*** Data for this exercise Section Begins ***

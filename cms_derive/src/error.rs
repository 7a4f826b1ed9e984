use darling::FromDeriveInput;
use darling::FromField;
use darling::FromVariant;
use darling::ast;
use darling::util::Ignored;
use proc_macro2::TokenStream;
use quote::quote;
use syn::DeriveInput;
use syn::Ident;
use syn::LitStr;

const DEFAULT_STATUS: u16 = 500;

#[derive(FromDeriveInput)]
#[darling(attributes(cms_error), supports(enum_any))]
struct CmsErrorArgs {
    ident: Ident,
    generics: syn::Generics,
    data: ast::Data<VariantArgs, Ignored>,
    base_id: String,
    #[darling(default)]
    default_status: Option<u16>,
}

#[derive(FromVariant)]
#[darling(attributes(cms_error))]
struct VariantArgs {
    ident: Ident,
    fields: ast::Fields<FieldArgs>,
    #[darling(default)]
    status: Option<u16>,
}

#[derive(FromField)]
struct FieldArgs {
    ident: Option<Ident>,
    ty: syn::Type,
}

/// What the derive knows about a variant once the attributes are resolved
struct ErrorVariant {
    ident: Ident,
    status: u16,
    error_type: String,
    context_fields: Vec<Ident>,
    context_schema: String,
}

fn check_status(status: u16, variant: &Ident) -> darling::Result<u16> {
    if (100..=599).contains(&status) {
        Ok(status)
    } else {
        Err(darling::Error::custom(format!("invalid HTTP status code {status}")).with_span(variant))
    }
}

/// Name of the type displayed in the error definition context (last path segment)
fn short_type_name(ty: &syn::Type) -> String {
    match ty {
        syn::Type::Path(path) => path
            .path
            .segments
            .last()
            .map(|segment| segment.ident.to_string())
            .unwrap_or_default(),
        syn::Type::Reference(reference) => short_type_name(&reference.elem),
        _ => quote!(#ty).to_string(),
    }
}

fn resolve_variants(args: &CmsErrorArgs) -> darling::Result<Vec<ErrorVariant>> {
    let default_status = args.default_status.unwrap_or(DEFAULT_STATUS);
    let variants = args
        .data
        .as_ref()
        .take_enum()
        .ok_or_else(|| darling::Error::unsupported_shape("struct").with_span(&args.ident))?;
    let mut errors = darling::Error::accumulator();
    let mut resolved = Vec::with_capacity(variants.len());
    for variant in variants {
        let Some(status) = errors.handle(check_status(
            variant.status.unwrap_or(default_status),
            &variant.ident,
        )) else {
            continue;
        };
        let named: Vec<_> = variant
            .fields
            .iter()
            .filter_map(|field| field.ident.as_ref().map(|ident| (ident, &field.ty)))
            .collect();
        let context_schema = serde_json::Value::Object(
            named
                .iter()
                .map(|(ident, ty)| (ident.to_string(), short_type_name(ty).into()))
                .collect(),
        )
        .to_string();
        resolved.push(ErrorVariant {
            ident: variant.ident.clone(),
            status,
            error_type: format!("cms:{}:{}", args.base_id, variant.ident),
            context_fields: named.into_iter().map(|(ident, _)| ident.clone()).collect(),
            context_schema,
        });
    }
    errors.finish_with(resolved)
}

pub(super) fn expand(input: &DeriveInput) -> darling::Result<TokenStream> {
    let args = CmsErrorArgs::from_derive_input(input)?;
    let variants = resolve_variants(&args)?;
    let name = &args.ident;
    let namespace = name.to_string();
    let (impl_generics, ty_generics, where_clause) = args.generics.split_for_impl();

    let status_arms = variants.iter().map(|ErrorVariant { ident, status, .. }| {
        quote! {
            Self::#ident { .. } => axum::http::StatusCode::from_u16(#status)
                .unwrap_or(axum::http::StatusCode::INTERNAL_SERVER_ERROR)
        }
    });
    let type_arms = variants.iter().map(|ErrorVariant { ident, error_type, .. }| {
        quote! { Self::#ident { .. } => #error_type }
    });
    let context_arms = variants.iter().map(|variant| {
        let ident = &variant.ident;
        let fields = &variant.context_fields;
        if fields.is_empty() {
            return quote! { Self::#ident { .. } => std::collections::HashMap::new() };
        }
        let keys = fields.iter().map(|field| LitStr::new(&field.to_string(), field.span()));
        quote! {
            Self::#ident { #(#fields,)* .. } => {
                let mut context = std::collections::HashMap::new();
                #(context.insert(#keys.to_owned(), serde_json::json!(#fields));)*
                context
            }
        }
    });
    let definitions = variants.iter().map(|variant| {
        let id = &variant.error_type;
        let variant_name = variant.ident.to_string();
        let status = variant.status;
        let context_schema = &variant.context_schema;
        quote! {
            inventory::submit! {
                crate::error::ErrorDefinition::new(#id, #variant_name, #namespace, #status, #context_schema)
            }
        }
    });

    Ok(quote! {
        #(#definitions)*

        impl #impl_generics crate::error::CmsError for #name #ty_generics #where_clause {
            fn get_status(&self) -> axum::http::StatusCode {
                match self {
                    #(#status_arms,)*
                }
            }

            fn get_type(&self) -> &str {
                match self {
                    #(#type_arms,)*
                }
            }

            fn context(&self) -> std::collections::HashMap<String, serde_json::Value> {
                match self {
                    #(#context_arms,)*
                }
            }
        }
    })
}

#[cfg(test)]
mod tests {
    use pretty_assertions::assert_eq;
    use syn::parse_quote;

    use super::*;

    fn resolve(input: DeriveInput) -> Vec<ErrorVariant> {
        let args = CmsErrorArgs::from_derive_input(&input).expect("valid attributes");
        resolve_variants(&args).expect("valid variants")
    }

    #[test]
    fn variants_get_their_type_and_status() {
        let variants = resolve(parse_quote! {
            #[cms_error(base_id = "posts")]
            enum PostError {
                #[cms_error(status = 404)]
                NotFound { post_slug: String },
                Database(cms_models::Error),
            }
        });
        let summary: Vec<_> = variants
            .iter()
            .map(|v| (v.error_type.as_str(), v.status, v.context_schema.as_str()))
            .collect();
        assert_eq!(
            summary,
            vec![
                ("cms:posts:NotFound", 404, r#"{"post_slug":"String"}"#),
                ("cms:posts:Database", 500, "{}"),
            ]
        );
    }

    #[test]
    fn default_status_applies_to_unannotated_variants() {
        let variants = resolve(parse_quote! {
            #[cms_error(base_id = "users", default_status = 422)]
            enum UserError {
                InvalidRole { role: String },
                #[cms_error(status = 404)]
                NotFound { user_id: i64 },
            }
        });
        assert_eq!(variants[0].status, 422);
        assert_eq!(variants[1].status, 404);
        assert_eq!(variants[1].context_fields[0].to_string(), "user_id");
    }

    #[test]
    fn invalid_status_is_rejected() {
        let input: DeriveInput = parse_quote! {
            #[cms_error(base_id = "teams")]
            enum TeamError {
                #[cms_error(status = 42)]
                Broken,
            }
        };
        let args = CmsErrorArgs::from_derive_input(&input).expect("valid attributes");
        assert!(resolve_variants(&args).is_err());
    }

    #[test]
    fn structs_are_not_supported() {
        let input: DeriveInput = parse_quote! {
            #[cms_error(base_id = "nope")]
            struct NotAnEnum;
        };
        assert!(CmsErrorArgs::from_derive_input(&input).is_err());
    }
}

*** Data for this exercise Section Ends ***

## Work required
Would you transcribe the records above exactly, leaving nothing out?

## Written answer
filename cms_derive/src/error.rs
repository 7a4f826b1ed9e984
use darling::FromDeriveInput;
use darling::FromField;
use darling::FromVariant;
use darling::ast;
use darling::util::Ignored;
use proc_macro2::TokenStream;
use quote::quote;
use syn::DeriveInput;
use syn::Ident;
use syn::LitStr;

const DEFAULT_STATUS: u16 = 500;

#[derive(FromDeriveInput)]
#[darling(attributes(cms_error), supports(enum_any))]
struct CmsErrorArgs {
    ident: Ident,
    generics: syn::Generics,
    data: ast::Data<VariantArgs, Ignored>,
    base_id: String,
    #[darling(default)]
    default_status: Option<u16>,
}

#[derive(FromVariant)]
#[darling(attributes(cms_error))]
struct VariantArgs {
    ident: Ident,
    fields: ast::Fields<FieldArgs>,
    #[darling(default)]
    status: Option<u16>,
}

#[derive(FromField)]
struct FieldArgs {
    ident: Option<Ident>,
    ty: syn::Type,
}

/// What the derive knows about a variant once the attributes are resolved
struct ErrorVariant {
    ident: Ident,
    status: u16,
    error_type: String,
    context_fields: Vec<Ident>,
    context_schema: String,
}

fn check_status(status: u16, variant: &Ident) -> darling::Result<u16> {
    if (100..=599).contains(&status) {
        Ok(status)
    } else {
        Err(darling::Error::custom(format!("invalid HTTP status code {status}")).with_span(variant))
    }
}

/// Name of the type displayed in the error definition context (last path segment)
fn short_type_name(ty: &syn::Type) -> String {
    match ty {
        syn::Type::Path(path) => path
            .path
            .segments
            .last()
            .map(|segment| segment.ident.to_string())
            .unwrap_or_default(),
        syn::Type::Reference(reference) => short_type_name(&reference.elem),
        _ => quote!(#ty).to_string(),
    }
}

fn resolve_variants(args: &CmsErrorArgs) -> darling::Result<Vec<ErrorVariant>> {
    let default_status = args.default_status.unwrap_or(DEFAULT_STATUS);
    let variants = args
        .data
        .as_ref()
        .take_enum()
        .ok_or_else(|| darling::Error::unsupported_shape("struct").with_span(&args.ident))?;
    let mut errors = darling::Error::accumulator();
    let mut resolved = Vec::with_capacity(variants.len());
    for variant in variants {
        let Some(status) = errors.handle(check_status(
            variant.status.unwrap_or(default_status),
            &variant.ident,
        )) else {
            continue;
        };
        let named: Vec<_> = variant
            .fields
            .iter()
            .filter_map(|field| field.ident.as_ref().map(|ident| (ident, &field.ty)))
            .collect();
        let context_schema = serde_json::Value::Object(
            named
                .iter()
                .map(|(ident, ty)| (ident.to_string(), short_type_name(ty).into()))
                .collect(),
        )
        .to_string();
        resolved.push(ErrorVariant {
            ident: variant.ident.clone(),
            status,
            error_type: format!("cms:{}:{}", args.base_id, variant.ident),
            context_fields: named.into_iter().map(|(ident, _)| ident.clone()).collect(),
            context_schema,
        });
    }
    errors.finish_with(resolved)
}

pub(super) fn expand(input: &DeriveInput) -> darling::Result<TokenStream> {
    let args = CmsErrorArgs::from_derive_input(input)?;
    let variants = resolve_variants(&args)?;
    let name = &args.ident;
    let namespace = name.to_string();
    let (impl_generics, ty_generics, where_clause) = args.generics.split_for_impl();

    let status_arms = variants.iter().map(|ErrorVariant { ident, status, .. }| {
        quote! {
            Self::#ident { .. } => axum::http::StatusCode::from_u16(#status)
                .unwrap_or(axum::http::StatusCode::INTERNAL_SERVER_ERROR)
        }
    });
    let type_arms = variants.iter().map(|ErrorVariant { ident, error_type, .. }| {
        quote! { Self::#ident { .. } => #error_type }
    });
    let context_arms = variants.iter().map(|variant| {
        let ident = &variant.ident;
        let fields = &variant.context_fields;
        if fields.is_empty() {
            return quote! { Self::#ident { .. } => std::collections::HashMap::new() };
        }
        let keys = fields.iter().map(|field| LitStr::new(&field.to_string(), field.span()));
        quote! {
            Self::#ident { #(#fields,)* .. } => {
                let mut context = std::collections::HashMap::new();
                #(context.insert(#keys.to_owned(), serde_json::json!(#fields));)*
                context
            }
        }
    });
    let definitions = variants.iter().map(|variant| {
        let id = &variant.error_type;
        let variant_name = variant.ident.to_string();
        let status = variant.status;
        let context_schema = &variant.context_schema;
        quote! {
            inventory::submit! {
                crate::error::ErrorDefinition::new(#id, #variant_name, #namespace, #status, #context_schema)
            }
        }
    });

    Ok(quote! {
        #(#definitions)*

        impl #impl_generics crate::error::CmsError for #name #ty_generics #where_clause {
            fn get_status(&self) -> axum::http::StatusCode {
                match self {
                    #(#status_arms,)*
                }
            }

            fn get_type(&self) -> &str {
                match self {
                    #(#type_arms,)*
                }
            }

            fn context(&self) -> std::collections::HashMap<String, serde_json::Value> {
                match self {
                    #(#context_arms,)*
                }
            }
        }
    })
}

#[cfg(test)]
mod tests {
    use pretty_assertions::assert_eq;
    use syn::parse_quote;

    use super::*;

    fn resolve(input: DeriveInput) -> Vec<ErrorVariant> {
        let args = CmsErrorArgs::from_derive_input(&input).expect("valid attributes");
        resolve_variants(&args).expect("valid variants")
    }

    #[test]
    fn variants_get_their_type_and_status() {
        let variants = resolve(parse_quote! {
            #[cms_error(base_id = "posts")]
            enum PostError {
                #[cms_error(status = 404)]
                NotFound { post_slug: String },
                Database(cms_models::Error),
            }
        });
        let summary: Vec<_> = variants
            .iter()
            .map(|v| (v.error_type.as_str(), v.status, v.context_schema.as_str()))
            .collect();
        assert_eq!(
            summary,
            vec![
                ("cms:posts:NotFound", 404, r#"{"post_slug":"String"}"#),
                ("cms:posts:Database", 500, "{}"),
            ]
        );
    }

    #[test]
    fn default_status_applies_to_unannotated_variants() {
        let variants = resolve(parse_quote! {
            #[cms_error(base_id = "users", default_status = 422)]
            enum UserError {
                InvalidRole { role: String },
                #[cms_error(status = 404)]
                NotFound { user_id: i64 },
            }
        });
        assert_eq!(variants[0].status, 422);
        assert_eq!(variants[1].status, 404);
        assert_eq!(variants[1].context_fields[0].to_string(), "user_id");
    }

    #[test]
    fn invalid_status_is_rejected() {
        let input: DeriveInput = parse_quote! {
            #[cms_error(base_id = "teams")]
            enum TeamError {
                #[cms_error(status = 42)]
                Broken,
            }
        };
        let args = CmsErrorArgs::from_derive_input(&input).expect("valid attributes");
        assert!(resolve_variants(&args).is_err());
    }

    #[test]
    fn structs_are_not_supported() {
        let input: DeriveInput = parse_quote! {
            #[cms_error(base_id = "nope")]
            struct NotAnEnum;
        };
        assert!(CmsErrorArgs::from_derive_input(&input).is_err());
    }
}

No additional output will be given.